Налет британской авиации на Берлин в тот вечер длился относительно недолго. По словам Черчилля, он был намеренно приурочен ко времени визита Молотова в столицу Германии. «Хотя нас и не пригласили поучаствовать в дискуссии, – шутил позднее британский премьер-министр, – мне не хотелось оставаться совсем уж в стороне от обсуждения»728. Конечно, нельзя исключить, что Черчилль, рассказывая об этом, просто пытается переписать историю так, как ему это выгодно, но в любом случае тот налет действительно начался очень рано – сирены завыли вскоре после половины восьмого вечера, – и целью атаки был избран центр Берлина729.

Поэтому, когда Молотов и Риббентроп рассуждали о будущем переделе мира, находясь за пределами бункера, они не могли не слышать происходившей вокруг какофонии – утробного воя сирен и стрельбы берлинской зенитной артиллерии.
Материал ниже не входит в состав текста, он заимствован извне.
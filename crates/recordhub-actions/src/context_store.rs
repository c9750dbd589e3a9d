//! Explicit client state shared between the record view and its actions.
//!
//! State lives in `tokio::sync::watch` channels: writers replace or modify
//! the value, readers take snapshots or await changes.

use tokio::sync::watch;
use tracing::debug;

use crate::filters::{TargetedRecordsRule, ViewFilter};

/// What the current record view shows and which rows are targeted.
#[derive(Debug, Clone, Default, PartialEq)]
pub struct ContextStoreState {
    pub current_view_id: Option<String>,
    pub filters: Vec<ViewFilter>,
    pub targeted_records_rule: TargetedRecordsRule,
    /// Unset until the view has counted its rows.
    pub number_of_selected_records: Option<usize>,
}

impl ContextStoreState {
    pub fn for_view(view_id: impl Into<String>) -> Self {
        Self {
            current_view_id: Some(view_id.into()),
            ..Self::default()
        }
    }

    pub fn has_soft_delete_filter(&self) -> bool {
        self.filters.iter().any(ViewFilter::is_soft_delete_filter)
    }
}

/// Store-and-notify cell for [`ContextStoreState`].
#[derive(Debug, Clone)]
pub struct ContextStore {
    tx: watch::Sender<ContextStoreState>,
}

impl ContextStore {
    pub fn new(state: ContextStoreState) -> Self {
        let (tx, _rx) = watch::channel(state);
        Self { tx }
    }

    pub fn snapshot(&self) -> ContextStoreState {
        self.tx.borrow().clone()
    }

    pub fn subscribe(&self) -> watch::Receiver<ContextStoreState> {
        self.tx.subscribe()
    }

    /// Applies `f` and notifies subscribers.
    pub fn update(&self, f: impl FnOnce(&mut ContextStoreState)) {
        self.tx.send_modify(f);
    }

    /// Checks exactly `ids`.
    pub fn select_records(&self, ids: Vec<String>) {
        self.update(|state| {
            state.number_of_selected_records = Some(ids.len());
            state.targeted_records_rule = TargetedRecordsRule::Selection {
                selected_record_ids: ids,
            };
        });
    }

    /// Targets every row of the view (`total` of them) except `excluded`.
    pub fn select_all_except(&self, total: usize, excluded: Vec<String>) {
        self.update(|state| {
            state.number_of_selected_records = Some(total.saturating_sub(excluded.len()));
            state.targeted_records_rule = TargetedRecordsRule::Exclusion {
                excluded_record_ids: excluded,
            };
        });
    }
}

/// Identifier of the record table rendering `name_plural` under one view.
pub fn record_table_id(name_plural: &str, view_id: &str) -> String {
    format!("{name_plural}-{view_id}")
}

/// Row selection of one record table.
#[derive(Debug, Clone)]
pub struct RecordTableState {
    table_id: String,
    selected_row_ids: watch::Sender<Vec<String>>,
}

impl RecordTableState {
    pub fn new(name_plural: &str, view_id: &str) -> Self {
        let (selected_row_ids, _rx) = watch::channel(Vec::new());
        Self {
            table_id: record_table_id(name_plural, view_id),
            selected_row_ids,
        }
    }

    pub fn table_id(&self) -> &str {
        &self.table_id
    }

    pub fn set_selected_rows(&self, ids: Vec<String>) {
        self.selected_row_ids.send_replace(ids);
    }

    pub fn selected_rows(&self) -> Vec<String> {
        self.selected_row_ids.borrow().clone()
    }

    pub fn subscribe(&self) -> watch::Receiver<Vec<String>> {
        self.selected_row_ids.subscribe()
    }

    pub fn reset_selection(&self) {
        debug!(table = %self.table_id, "Resetting row selection");
        self.selected_row_ids.send_replace(Vec::new());
    }
}

#[cfg(test)]
mod tests {
    use super::*;
    use crate::filters::ViewFilterOperand;
    use serde_json::Value;

    #[test]
    fn test_select_records_updates_count_and_rule() {
        let store = ContextStore::new(ContextStoreState::for_view("v1"));
        store.select_records(vec!["a".into(), "b".into()]);

        let state = store.snapshot();
        assert_eq!(state.number_of_selected_records, Some(2));
        assert_eq!(
            state.targeted_records_rule,
            TargetedRecordsRule::Selection {
                selected_record_ids: vec!["a".into(), "b".into()]
            }
        );
    }

    #[test]
    fn test_select_all_except() {
        let store = ContextStore::new(ContextStoreState::for_view("v1"));
        store.select_all_except(10, vec!["x".into()]);
        assert_eq!(store.snapshot().number_of_selected_records, Some(9));
    }

    #[tokio::test]
    async fn test_subscribers_are_notified() {
        let store = ContextStore::new(ContextStoreState::for_view("v1"));
        let mut rx = store.subscribe();
        store.update(|state| {
            state.filters.push(ViewFilter::new(
                "deletedAt",
                ViewFilterOperand::IsNotEmpty,
                Value::Null,
            ))
        });
        rx.changed().await.unwrap();
        assert!(rx.borrow().has_soft_delete_filter());
    }

    #[test]
    fn test_record_table_reset() {
        let table = RecordTableState::new("people", "v1");
        assert_eq!(table.table_id(), "people-v1");
        table.set_selected_rows(vec!["a".into()]);
        assert_eq!(table.selected_rows(), vec!["a".to_string()]);
        table.reset_selection();
        assert!(table.selected_rows().is_empty());
    }
}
На таком звуковом фоне слова Риббентропа, упорно твердившего, что с британцами уже покончено, что Британия «уже проиграла» войну, наверняка казались несколько преждевременными. По словам Сталина, Молотов оборвал похвальбу Риббентропа метким замечанием. Если Британия действительно уже разбита, поинтересовался он, «почему же мы сидим в этом убежище, и чьи это бомбы там падают?»730. Риббентроп прикусил язык – ответить ему было нечего.
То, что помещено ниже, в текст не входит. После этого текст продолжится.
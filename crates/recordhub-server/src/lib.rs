//! RecordHub HTTP server: configuration, startup wiring and routes.

pub mod bootstrap;
pub mod config;
pub mod observability;
pub mod server;

pub use config::AppConfig;
pub use server::{RecordHubServer, ServerBuilder, build_app};
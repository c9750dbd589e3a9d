//! Core types for RecordHub.
//!
//! - [`metadata`]: per-workspace object and field metadata, plus the
//!   [`ObjectMetadataMaps`] registry resolved once per request
//! - [`record`]: dynamically typed object records
//! - [`filter`]: the declarative [`RecordFilter`] tree
//! - [`error`]: core error type

pub mod error;
pub mod filter;
pub mod id;
pub mod metadata;
pub mod record;

pub use error::{CoreError, Result};
pub use filter::{FilterLeaf, RecordFilter};
pub use id::{generate_id, validate_id};
pub use metadata::{
    CompositeProperty, CompositePropertyKind, FieldMetadata, FieldMetadataType, FieldSettings,
    ObjectMetadataItem, ObjectMetadataMaps, RelationMetadata, RelationType,
};
pub use record::ObjectRecord;

/// Name of the soft-delete timestamp column present on every object.
pub const DELETED_AT_FIELD: &str = "deletedAt";

/// Name of the generated full-text search column.
pub const SEARCH_VECTOR_FIELD: &str = "searchVector";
На следующее утро, когда Молотов и его свита покидали германскую столицу, на площади перед Анхальтским вокзалом был выставлен тот же почетный караул, что стоял там двумя днями ранее, и тот же самый поезд – с немецкими вагоном-салоном и вагоном-рестораном – испускал пар под огромным станционным навесом из стекла и стали. Однако на сей раз обошлось без фанфар, и проводить советского наркома явился один только Риббентроп731. Это была их последняя встреча.


Хотя отъезд Молотова из Берлина явно ознаменовал некий этап, в последовавшие за этим недели никто, похоже, не осознал, что жребий брошен окончательно. Сам Молотов остался доволен собой и на устроенной по случаю возвращения в Москву вечеринке держался, по словам одного очевидца, «чванливо и надменно»732. У него имелись все основания гордиться собой. Дав отпор немцам, которые изо всех сил уговаривали СССР повернуть к югу, и твердо обозначив круг стратегических интересов СССР в Европе, он в точности выполнил поручение, которое дал ему Сталин. По мнению Москвы, переговоры должны были продолжиться. Встречи в Берлине воспринимались просто как предварительный этап в этом новом процессе.
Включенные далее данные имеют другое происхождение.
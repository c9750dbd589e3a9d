//! In-memory record storage backend for RecordHub.
//!
//! This crate provides an in-memory implementation of the `RecordStorage`
//! trait from `recordhub-storage`. Compiled predicates are evaluated directly
//! against stored rows, so it behaves like the PostgreSQL backend for filters,
//! full-text search, ordering and soft deletes.
//!
//! # Example
//!
//! ```ignore
//! use recordhub_db_memory::InMemoryStorage;
//! use recordhub_storage::RecordStorage;
//!
//! let storage = InMemoryStorage::with_workspace("workspace_acme", &objects);
//! storage.insert("workspace_acme", "person", row).await?;
//! ```

pub mod query;
pub mod storage;

pub use recordhub_storage::{RecordStorage, StorageError};
pub use storage::{InMemoryStorage, TableKey};

/// Creates a shareable in-memory storage for one workspace.
pub fn create_storage(
    schema: &str,
    objects: &recordhub_core::ObjectMetadataMaps,
) -> recordhub_storage::DynStorage {
    std::sync::Arc::new(InMemoryStorage::with_workspace(schema, objects))
}
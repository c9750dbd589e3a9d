// Tracing initialization with a configurable and reloadable log level.
use std::sync::OnceLock;
use tracing_subscriber::{EnvFilter, fmt, prelude::*, reload};

static LOG_RELOAD_HANDLE: OnceLock<reload::Handle<EnvFilter, tracing_subscriber::Registry>> =
    OnceLock::new();

pub fn init_tracing() {
    init_tracing_with_level("info");
}

pub fn init_tracing_with_level(level: &str) {
    // Prefer RUST_LOG from env, otherwise use provided level string.
    let base_filter = std::env::var("RUST_LOG")
        .ok()
        .and_then(|_| EnvFilter::try_from_default_env().ok())
        .unwrap_or_else(|| EnvFilter::new(level));

    let (reload_layer, handle) = reload::Layer::new(base_filter);
    let _ = LOG_RELOAD_HANDLE.set(handle);

    let _ = tracing_subscriber::registry()
        .with(reload_layer)
        .with(fmt::layer())
        .try_init();
}

/// Apply a new logging level at runtime. RUST_LOG, when set, wins.
pub fn apply_logging_level(level: &str) {
    if std::env::var_os("RUST_LOG").is_some() {
        return;
    }
    if let Some(handle) = LOG_RELOAD_HANDLE.get() {
        let _ = handle.modify(|f| {
            *f = EnvFilter::new(level);
        });
    }
}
Гитлер же был настроен куда менее оптимистично. Его все больше раздражал альянс с СССР: время шло, и он явно склонялся к мысли, что связь с Москвой исчерпала себя и пора наконец разделаться с большевиками. Что еще важнее, у него возникало ощущение, что британцы так стойко сопротивляются неспроста – их каким-то образом подбадривает Сталин. Как отмечал в своем дневнике начальник генштаба сухопутных войск вермахта Франц Гальдер, летом того года Гитлера неотступно преследовал вопрос: почему Британия так упорно отказывается от заключения мира, несмотря на явное неравенство сил? Сам Гитлер разгадывал эту загадку так: Черчилль упорствует, потому что «надеется на некие действия со стороны России»733. Поверив в собственную гипотезу, он, естественно, начал придавать первостепенное значение следующему важному вопросу: «как быть» с Советским Союзом? Так, 22 июля генерал Гальдер записал, что Гитлер заявил: «Русский вопрос должен быть решен» и «Нам нужно задуматься об этом». Эту же тему Гитлер вновь затронет 31 июля, выступая перед военачальниками в Бергхофе, и вкратце изложит собравшимся членам командования свои взгляды на основные операции, которые должны привести к «уничтожению могущества России»734.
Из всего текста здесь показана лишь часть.